The Guzzler Rifle
Dr. Thomas Walker, 1715-1794 Explorer, Statesman,  
Surveyor & Physician 

While Daniel Boone is the name most associated with Cumberland Gap, it was Dr. Thomas Walker who first recorded the existence of the Gap. Although a man of great achievements, the details of Walker's life are relatively unknown.

Walker was born on January 25, 1715 in King and Queen County, Virginia, to Thomas and Susan Preachy Walker. Walker's ancestors came to America in 1650 from Staffordshire, England, and settled in Tidewater, Virginia, where the family prospered as respectable plantation owners.

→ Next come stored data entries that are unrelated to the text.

//! Core command utilities shared by every subcommand
//!
//! This module contains:
//! - `load_config` - Resolve config file, environment and `--store`
//! - `open_ledger` - Open the configured transaction store
//! - `resolve_reference` - Pick the reference instant for a query
//! - `require_user` - Reject users the store has never seen
//! - `print_json` - Emit one JSON object on stdout

use std::path::Path;

use anyhow::{Context, Result};
use chrono::{DateTime, Utc};
use serde::Serialize;
use spendrank_core::{config::parse_instant, Config, Error, Ledger, Snapshot};

/// Resolve configuration, letting `--store` win over every other layer
pub fn load_config(store: Option<&Path>, config_path: Option<&Path>) -> Result<Config> {
    let mut config = Config::load(config_path).context("Failed to load configuration")?;
    if let Some(store) = store {
        config.store_path = store.to_path_buf();
    }
    Ok(config)
}

/// Open the configured store; a missing file is an error
pub fn open_ledger(config: &Config) -> Result<Ledger> {
    Ledger::open(&config.store_path).with_context(|| {
        format!(
            "Failed to open transaction store {}",
            config.store_path.display()
        )
    })
}

/// Reference instant from `--ref-time`, else the configured one
pub fn resolve_reference(config: &Config, ref_time: Option<&str>) -> Result<DateTime<Utc>> {
    match ref_time {
        Some(s) => parse_instant(s).context("Invalid --ref-time"),
        None => Ok(config.reference_time),
    }
}

/// Top-level lookups treat a user with no records at all as an error
pub fn require_user(snapshot: &Snapshot, user_id: &str) -> Result<()> {
    if snapshot.contains_user(user_id) {
        Ok(())
    } else {
        Err(Error::UnknownUser(user_id.to_string()).into())
    }
}

/// Write a single JSON object to stdout
pub fn print_json<T: Serialize>(value: &T) -> Result<()> {
    let out = serde_json::to_string(value).context("Failed to serialize output")?;
    println!("{}", out);
    Ok(())
}
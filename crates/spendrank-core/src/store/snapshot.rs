//! Immutable, indexed view of the transaction table
//!
//! A snapshot is built once per store version and shared between readers.
//! Records keep their store order; a per-category index ordered by timestamp
//! lets window queries skip everything outside the interval.

use std::collections::HashMap;

use chrono::{DateTime, Utc};
use sha2::{Digest, Sha256};

use crate::error::{Error, Result};
use crate::models::{Category, TransactionRecord, UserProfile};

#[derive(Debug)]
pub struct Snapshot {
    version: u64,
    records: Vec<TransactionRecord>,
    /// Record positions per category, ordered by (timestamp, position)
    by_category: HashMap<Category, Vec<usize>>,
    /// Position of each user's first record
    first_seen: HashMap<String, usize>,
    fingerprint: String,
}

impl Snapshot {
    pub fn new(version: u64, records: Vec<TransactionRecord>) -> Self {
        let mut by_category: HashMap<Category, Vec<usize>> = HashMap::new();
        let mut first_seen = HashMap::new();
        let mut hasher = Sha256::new();

        for (pos, record) in records.iter().enumerate() {
            by_category.entry(record.category).or_default().push(pos);
            first_seen.entry(record.user_id.clone()).or_insert(pos);
            hash_record(&mut hasher, record);
        }

        for positions in by_category.values_mut() {
            positions.sort_by_key(|&pos| (records[pos].timestamp, pos));
        }

        Self {
            version,
            records,
            by_category,
            first_seen,
            fingerprint: hex::encode(hasher.finalize()),
        }
    }

    pub fn version(&self) -> u64 {
        self.version
    }

    /// SHA-256 over every row, hex encoded
    pub fn fingerprint(&self) -> &str {
        &self.fingerprint
    }

    pub fn records(&self) -> &[TransactionRecord] {
        &self.records
    }

    pub fn len(&self) -> usize {
        self.records.len()
    }

    pub fn is_empty(&self) -> bool {
        self.records.is_empty()
    }

    pub fn user_count(&self) -> usize {
        self.first_seen.len()
    }

    pub fn contains_user(&self, user_id: &str) -> bool {
        self.first_seen.contains_key(user_id)
    }

    /// Look up a user's name and salary from their first record
    pub fn user(&self, user_id: &str) -> Result<UserProfile> {
        let pos = self
            .first_seen
            .get(user_id)
            .ok_or_else(|| Error::UnknownUser(user_id.to_string()))?;
        let record = &self.records[*pos];
        Ok(UserProfile {
            user_id: record.user_id.clone(),
            name: record.name.clone(),
            salary: record.salary,
        })
    }

    /// Records of one category with `start <= timestamp <= end`, in store order
    pub fn category_between(
        &self,
        category: Category,
        start: DateTime<Utc>,
        end: DateTime<Utc>,
    ) -> Vec<&TransactionRecord> {
        let Some(positions) = self.by_category.get(&category) else {
            return Vec::new();
        };

        let lo = positions.partition_point(|&pos| self.records[pos].timestamp < start);
        let hi = positions.partition_point(|&pos| self.records[pos].timestamp <= end);
        if lo >= hi {
            return Vec::new();
        }

        let mut hits: Vec<usize> = positions[lo..hi].to_vec();
        hits.sort_unstable();
        hits.into_iter().map(|pos| &self.records[pos]).collect()
    }

    /// Records of any category with `start <= timestamp <= end`, in store order
    pub fn all_between(&self, start: DateTime<Utc>, end: DateTime<Utc>) -> Vec<&TransactionRecord> {
        self.records
            .iter()
            .filter(|r| r.timestamp >= start && r.timestamp <= end)
            .collect()
    }

    /// Next version of this snapshot with one more record
    pub(crate) fn with_appended(&self, record: TransactionRecord) -> Self {
        let mut records = self.records.clone();
        records.push(record);
        Self::new(self.version + 1, records)
    }
}

fn hash_record(hasher: &mut Sha256, record: &TransactionRecord) {
    hasher.update(record.user_id.as_bytes());
    hasher.update(record.category.as_str().as_bytes());
    hasher.update(record.timestamp.timestamp().to_be_bytes());
    hasher.update(record.amount.to_be_bytes());
    hasher.update(record.state.as_bytes());
    hasher.update(record.salary.to_be_bytes());
    hasher.update(record.name.as_bytes());
    hasher.update([b'\n']);
}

Thomas was educated at the College of William and Mary and then studied medicine under his brother-in-law, Dr. George Gilmer of Williamsburg, a medical graduate of Edinburgh University. In 1741, he married Mildred Thornton Meriwether, widow of Nicholas Meriwether. Mildred was also a second cousin to George Washington. Walker erected their home, Castle Hill, on Mildred's 15,000-acre estate in Albemarle County, east of Charlottesville. The couple had 12 children.

Walker was physician to Thomas Jefferson's father, Peter. After Peter's death, Walker became Thomas Jefferson's guardian. Peter Jefferson, like many of the wealthy Virginia gentlemen of the time, had spent much of his life exploring and surveying. It was perhaps through this long association with the elder Jefferson that Thomas Walker acquired his love for exploration, a fondness that he shared with the young Thomas Jefferson.

Walker developed great skill and reputation as an explorer and surveyor and in 1743 led an expedition as far west as present-day Kingsport, Tennessee. In March 1750, he led another expedition through present-day Kentucky that lasted four months. Click here to see the path of the expedition. It was during this expedition that Walker discovered Cumberland Gap and recorded its existence in his April 13th diary entry:
 

"We went four miles to large Creek, which we called Cedar (Indian) Creek, being a branch of Bear Grass (Powell's), and from thence six miles to Cave Gap (Cumberland Gap), the land being levil [sic]. On the north side of the gap is a large Spring, which falls very fast, and just above the Spring is a small entrance to a large Cave (Cudjo Cavern), which   
the Spring runs through, and there is a constant Stream of cool air issuing out. The Spring is sufficient to turn Mill. Just at the foot of the Hill is a Laurel Thicket, and the Spring Water runs through it. On the South side is a plain Indian Road… This Gap may be seen at a considerable distance, and there is no other, that I know of, except one about two miles to the North of it, which does not appear to be so low as the other."

Throughout his life, Walker continued to act as surveyor and land agent and was active in civil affairs as treaty commissioner, member of the House of Burgesses and General Assembly, delegate to the Revolutionary Convention and a member of the Committee of Public Safety. In 1791, Walker's son Francis wrote a letter to a friend, describing his father's attributes:

"(He) possesses all that life and good humor which we were all kept alive by in the woods." 

Thomas Anbury, author of "Travels Through the Interior Parts of America," also commented on Walker's character when he wrote:

"One day, in a chat, while each was delivering his sentiments of what would be the state of America a century hence, the old man [Walker], with great fire and spirit, declared his opinion that, 'The Americans would then reverence the resolution of their forefathers, and would eagerly impress an adequate idea of the sacred value of freedom in the minds of their children, that if, in any future ages they should be again called forth to revenge public injuries, to secure that freedom, they should adopt the same measures that secured it to their brave ancestors.'"

"Life and good humor" and "fire and spirit" were certainly Walker's mottoes throughout his life. He died at his home Nomvember 9, 1794.